If such is the case, it might prove useful to analyze the two political currents vying for the soul of a new and progressivetized Democratic Party: that which sees incremental progressive change as a pragmatic evolutionary effort, led by the party’s quasi-crowned matriarch, Hillary Clinton; and that which advocates revolutionary progressive change, led by Senator Bernie Sanders.
That incremental progressive change that Hillary spouses has been the trademark of the Democratic leadership for more than three decades, up to and including Barack Obama. An evolutionary effort that Bernie claims falls short as he points to the ever-widening gap in wealth/income between rich and poor, as well as the deterioration in civil and human rights areas . . . which has taken America’s sizeable middle class from an enviable pedestal in the past down to a surface-mediocrity in the industrialized world. Bernie’s call to narrow the abysmal economic gap does not appear to be reached via trickled down evolutionary gains. Only giant revolutionary strides, following Senator Sanders’ logic, can keep most Americans not just from losing more ground but also catching up to other first world economies where the governments appear to care for all their citizens, and not just the moneyed elite.

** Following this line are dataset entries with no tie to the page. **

use crate::error::WalletError;
use chrono::{DateTime, Utc};
use serde::{Deserialize, Serialize};
use std::fs;
use std::path::{Path, PathBuf};
use tracing::{info, warn};

const FORMAT_VERSION: u32 = 1;

#[derive(Debug, Clone, PartialEq, Serialize, Deserialize)]
#[serde(rename_all = "camelCase")]
pub struct Wallet {
    pub name: String,
    pub address: String,
    pub added_at: DateTime<Utc>,
}

#[derive(Serialize, Deserialize)]
struct WalletFile {
    version: u32,
    wallets: Vec<Wallet>,
}

/// Accepted on-disk layouts. The bare array is what older builds wrote.
#[derive(Deserialize)]
#[serde(untagged)]
enum StoredWallets {
    Versioned(WalletFile),
    Legacy(Vec<Wallet>),
}

/// `0x` followed by exactly 40 hex digits, either case.
pub fn is_valid_evm_address(address: &str) -> bool {
    match address.strip_prefix("0x") {
        Some(hex) => hex.len() == 40 && hex.chars().all(|c| c.is_ascii_hexdigit()),
        None => false,
    }
}

/// Tracked wallets plus the current selection, written through to a JSON file.
#[derive(Debug)]
pub struct WalletStore {
    path: PathBuf,
    wallets: Vec<Wallet>,
    selected: Option<String>,
}

impl WalletStore {
    /// Reads the wallet file, starting empty if it does not exist.
    /// The first wallet is selected.
    pub fn load(path: impl AsRef<Path>) -> Result<Self, WalletError> {
        let path = path.as_ref().to_path_buf();
        if !path.exists() {
            info!("No wallet file at {:?}, starting with no wallets", path);
            return Ok(Self {
                path,
                wallets: Vec::new(),
                selected: None,
            });
        }

        let contents = fs::read_to_string(&path)?;
        let wallets = match serde_json::from_str(&contents).map_err(WalletError::Corrupt)? {
            StoredWallets::Versioned(file) if file.version == FORMAT_VERSION => file.wallets,
            StoredWallets::Versioned(file) => {
                return Err(WalletError::UnsupportedVersion(file.version))
            }
            StoredWallets::Legacy(wallets) => {
                info!("Migrating legacy wallet list ({} entries)", wallets.len());
                wallets
            }
        };

        info!("Loaded {} wallets from {:?}", wallets.len(), path);
        let selected = wallets.first().map(|w| w.address.clone());
        Ok(Self {
            path,
            wallets,
            selected,
        })
    }

    fn save(&self) -> Result<(), WalletError> {
        if let Some(parent) = self.path.parent().filter(|p| !p.as_os_str().is_empty()) {
            fs::create_dir_all(parent)?;
        }
        let file = WalletFile {
            version: FORMAT_VERSION,
            wallets: self.wallets.clone(),
        };
        let contents = serde_json::to_string_pretty(&file).map_err(WalletError::Corrupt)?;

        let temp_path = self.path.with_extension("tmp");
        fs::write(&temp_path, contents)?;
        fs::rename(&temp_path, &self.path)?;
        Ok(())
    }

    pub fn wallets(&self) -> &[Wallet] {
        &self.wallets
    }

    pub fn path(&self) -> &Path {
        &self.path
    }

    pub fn selected(&self) -> Option<&Wallet> {
        let address = self.selected.as_deref()?;
        self.wallets.iter().find(|w| w.address == address)
    }

    /// Validates and appends a wallet, selects it and persists the list.
    /// Nothing changes when validation or the write fails.
    pub fn add(&mut self, name: &str, address: &str) -> Result<&Wallet, WalletError> {
        let name = name.trim();
        let address = address.trim();
        if name.is_empty() {
            return Err(WalletError::EmptyName);
        }
        if address.is_empty() {
            return Err(WalletError::EmptyAddress);
        }
        if !is_valid_evm_address(address) {
            return Err(WalletError::InvalidAddress);
        }
        if self
            .wallets
            .iter()
            .any(|w| w.address.eq_ignore_ascii_case(address))
        {
            return Err(WalletError::Duplicate);
        }

        self.wallets.push(Wallet {
            name: name.to_string(),
            address: address.to_string(),
            added_at: Utc::now(),
        });
        if let Err(err) = self.save() {
            warn!("Failed to persist new wallet: {}", err);
            self.wallets.pop();
            return Err(err);
        }

        info!("Tracking wallet {} ({})", name, address);
        self.selected = Some(address.to_string());
        Ok(&self.wallets[self.wallets.len() - 1])
    }

    /// Removes a wallet by address (case-insensitive). Returns false if it was not tracked.
    /// A removed selection falls back to the first remaining wallet.
    pub fn remove(&mut self, address: &str) -> Result<bool, WalletError> {
        let Some(index) = self
            .wallets
            .iter()
            .position(|w| w.address.eq_ignore_ascii_case(address))
        else {
            return Ok(false);
        };

        let removed = self.wallets.remove(index);
        if let Err(err) = self.save() {
            warn!("Failed to persist wallet removal: {}", err);
            self.wallets.insert(index, removed);
            return Err(err);
        }

        info!("Stopped tracking wallet {}", removed.address);
        if self.selected.as_deref() == Some(removed.address.as_str()) {
            self.selected = self.wallets.first().map(|w| w.address.clone());
        }
        Ok(true)
    }

    pub fn select(&mut self, address: &str) -> bool {
        match self
            .wallets
            .iter()
            .find(|w| w.address.eq_ignore_ascii_case(address))
        {
            Some(wallet) => {
                self.selected = Some(wallet.address.clone());
                true
            }
            None => false,
        }
    }

    /// Moves the selection by `offset` positions, wrapping around.
    pub fn select_relative(&mut self, offset: isize) {
        if self.wallets.is_empty() {
            return;
        }
        let len = self.wallets.len() as isize;
        let current = self
            .selected
            .as_deref()
            .and_then(|a| self.wallets.iter().position(|w| w.address == a))
            .unwrap_or(0) as isize;
        let next = (current + offset).rem_euclid(len) as usize;
        self.selected = Some(self.wallets[next].address.clone());
    }
}

#[cfg(test)]
mod tests {
    use super::*;
    use tempfile::tempdir;

    const ADDR_A: &str = "0xABCDEF0123456789ABCDEF0123456789ABCDEF01";
    const ADDR_B: &str = "0x1111111111111111111111111111111111111111";

    #[test]
    fn test_address_pattern() {
        assert!(is_valid_evm_address(ADDR_A));
        assert!(is_valid_evm_address(&ADDR_A.to_lowercase()));
        assert!(!is_valid_evm_address("0x123"));
        assert!(!is_valid_evm_address("ABCDEF0123456789ABCDEF0123456789ABCDEF0123"));
        assert!(!is_valid_evm_address("0xZZCDEF0123456789ABCDEF0123456789ABCDEF01"));
    }

    #[test]
    fn test_add_validates_and_rejects_duplicates() {
        let dir = tempdir().unwrap();
        let mut store = WalletStore::load(dir.path().join("wallets.json")).unwrap();

        assert!(store.add("Main", ADDR_A).is_ok());
        assert!(matches!(store.add("Test", "0x123"), Err(WalletError::InvalidAddress)));
        assert!(matches!(
            store.add("Again", &ADDR_A.to_lowercase()),
            Err(WalletError::Duplicate)
        ));
        assert!(matches!(store.add("  ", ADDR_B), Err(WalletError::EmptyName)));
        assert!(matches!(store.add("B", ""), Err(WalletError::EmptyAddress)));
        assert_eq!(store.wallets().len(), 1);
    }

    #[test]
    fn test_persists_and_reloads() {
        let dir = tempdir().unwrap();
        let path = dir.path().join("nested").join("wallets.json");

        let mut store = WalletStore::load(&path).unwrap();
        store.add("Main", ADDR_A).unwrap();
        store.add("Cold", ADDR_B).unwrap();
        assert_eq!(store.selected().map(|w| w.name.as_str()), Some("Cold"));

        let reloaded = WalletStore::load(&path).unwrap();
        assert_eq!(reloaded.wallets().len(), 2);
        assert_eq!(reloaded.wallets()[0].address, ADDR_A);
        assert_eq!(reloaded.selected().map(|w| w.name.as_str()), Some("Main"));

        let raw = fs::read_to_string(&path).unwrap();
        assert!(raw.contains("\"version\": 1"));
        assert!(raw.contains("addedAt"));
    }

    #[test]
    fn test_remove_selected_falls_back() {
        let dir = tempdir().unwrap();
        let mut store = WalletStore::load(dir.path().join("wallets.json")).unwrap();
        store.add("Main", ADDR_A).unwrap();
        store.add("Cold", ADDR_B).unwrap();

        assert!(store.remove(ADDR_B).unwrap());
        assert_eq!(store.selected().map(|w| w.address.as_str()), Some(ADDR_A));

        assert!(!store.remove(ADDR_B).unwrap());
        assert!(store.remove(&ADDR_A.to_lowercase()).unwrap());
        assert!(store.selected().is_none());
    }

    #[test]
    fn test_legacy_array_is_migrated() {
        let dir = tempdir().unwrap();
        let path = dir.path().join("wallets.json");
        fs::write(
            &path,
            format!(r#"[{{"name":"Old","address":"{ADDR_A}","addedAt":"2024-03-01T10:00:00Z"}}]"#),
        )
        .unwrap();

        let mut store = WalletStore::load(&path).unwrap();
        assert_eq!(store.wallets()[0].name, "Old");

        store.add("New", ADDR_B).unwrap();
        let raw = fs::read_to_string(&path).unwrap();
        assert!(raw.trim_start().starts_with('{'));
    }

    #[test]
    fn test_unknown_version_and_garbage() {
        let dir = tempdir().unwrap();
        let path = dir.path().join("wallets.json");

        fs::write(&path, r#"{"version": 7, "wallets": []}"#).unwrap();
        assert!(matches!(
            WalletStore::load(&path),
            Err(WalletError::UnsupportedVersion(7))
        ));

        fs::write(&path, "not json").unwrap();
        assert!(matches!(WalletStore::load(&path), Err(WalletError::Corrupt(_))));
    }

    #[test]
    fn test_select_relative_wraps() {
        let dir = tempdir().unwrap();
        let mut store = WalletStore::load(dir.path().join("wallets.json")).unwrap();
        store.add("Main", ADDR_A).unwrap();
        store.add("Cold", ADDR_B).unwrap();

        store.select_relative(1);
        assert_eq!(store.selected().map(|w| w.name.as_str()), Some("Main"));
        store.select_relative(-1);
        assert_eq!(store.selected().map(|w| w.name.as_str()), Some("Cold"));
        assert!(store.select(&ADDR_A.to_lowercase()));
        assert_eq!(store.selected().map(|w| w.name.as_str()), Some("Main"));
    }
}
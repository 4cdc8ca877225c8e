use std::time::{Duration, Instant};

pub const DEFAULT_DEBOUNCE: Duration = Duration::from_millis(300);

#[derive(Debug, Clone, PartialEq, Eq)]
pub enum SearchAction {
    Search(String),
    /// The query went blank; drop results without calling the API.
    Clear,
}

/// Holds the latest query until input has been quiet for the debounce delay.
#[derive(Debug, Clone)]
pub struct Debouncer {
    delay: Duration,
    query: String,
    deadline: Option<Instant>,
}

impl Default for Debouncer {
    fn default() -> Self {
        Self::new(DEFAULT_DEBOUNCE)
    }
}

impl Debouncer {
    pub fn new(delay: Duration) -> Self {
        Self {
            delay,
            query: String::new(),
            deadline: None,
        }
    }

    pub fn query(&self) -> &str {
        &self.query
    }

    pub fn is_pending(&self) -> bool {
        self.deadline.is_some()
    }

    /// Replaces the query and restarts the quiet period.
    pub fn input(&mut self, query: impl Into<String>, now: Instant) {
        self.query = query.into();
        self.deadline = Some(now + self.delay);
    }

    /// Returns the action once the deadline has passed, at most once per input.
    pub fn poll_due(&mut self, now: Instant) -> Option<SearchAction> {
        let deadline = self.deadline?;
        if now < deadline {
            return None;
        }
        self.deadline = None;
        let trimmed = self.query.trim();
        if trimmed.is_empty() {
            Some(SearchAction::Clear)
        } else {
            Some(SearchAction::Search(trimmed.to_string()))
        }
    }

    pub fn clear(&mut self) {
        self.query.clear();
        self.deadline = None;
    }
}

#[cfg(test)]
mod tests {
    use super::*;

    #[test]
    fn test_only_last_input_fires_after_quiet_period() {
        let start = Instant::now();
        let mut debouncer = Debouncer::default();

        debouncer.input("pe", start);
        debouncer.input("pepe", start + Duration::from_millis(200));

        assert_eq!(debouncer.poll_due(start + Duration::from_millis(400)), None);
        assert_eq!(
            debouncer.poll_due(start + Duration::from_millis(500)),
            Some(SearchAction::Search("pepe".to_string()))
        );
        assert_eq!(debouncer.poll_due(start + Duration::from_secs(5)), None);
    }

    #[test]
    fn test_blank_query_clears() {
        let start = Instant::now();
        let mut debouncer = Debouncer::new(Duration::from_millis(10));
        debouncer.input("   ", start);
        assert_eq!(
            debouncer.poll_due(start + Duration::from_millis(10)),
            Some(SearchAction::Clear)
        );
    }

    #[test]
    fn test_clear_cancels_pending() {
        let start = Instant::now();
        let mut debouncer = Debouncer::default();
        debouncer.input("bonk", start);
        debouncer.clear();
        assert!(!debouncer.is_pending());
        assert_eq!(debouncer.poll_due(start + Duration::from_secs(1)), None);
    }
}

Unfortunately for Bernie, and the success of his revolution, he carries the “S” scarlet letter in a society where only the young are exempt from cumulative political poisoning fed to us throughout our lives. Must the good senator have to explain ad nauseam why democratic socialism is not just another form of communism or anti-capitalism? And still be condescendingly tagged with suspicion or skepticism?
Even if all young people (18-25) went to the polls, it would not suffice to carry Senator Bernie Sanders to the White House. Not without a major shakeup in the current status. For the tide to turn and carry the day for Bernie, not just as presidential candidate for the Democratic Party, but as president-elect in November, two things need to happen . . . and they need to happen soon. First, he would need an endorsement from another honest politician, one just as capable to lead the nation, who would not only be ideologically compatible but also willing to team-up as vice-presidential candidate and join the campaign long before the Democratic convention in July. And no one is better suited for that role than Senator Elizabeth Warren.
Second, and perhaps most important in bringing about the tide, would require for Bernie to sell his political agenda and gain the endorsement of groups that now follow a tradition where the leadership is often swayed by personal and “historical” loyalties, often not in consonance with the groups’ members—a behavior which prevails in unions and ethnic/racial groups and institutions. That has been the case with an already plurality of groups endorsing Hillary Clinton, where the membership would be much better served with Bernie Sanders in the White House. Not an easy sell for Bernie, or anyone else. Not easy to find leadership with the unbiased clarity exhibited by South Carolina lawmaker, Rep. Justin Bamberg, who switched his endorsement from Hillary to Bernie.
Meanwhile Donald Trump continues enjoying the permissive bullying allowed by his wealth or, rather, fears of his wealth.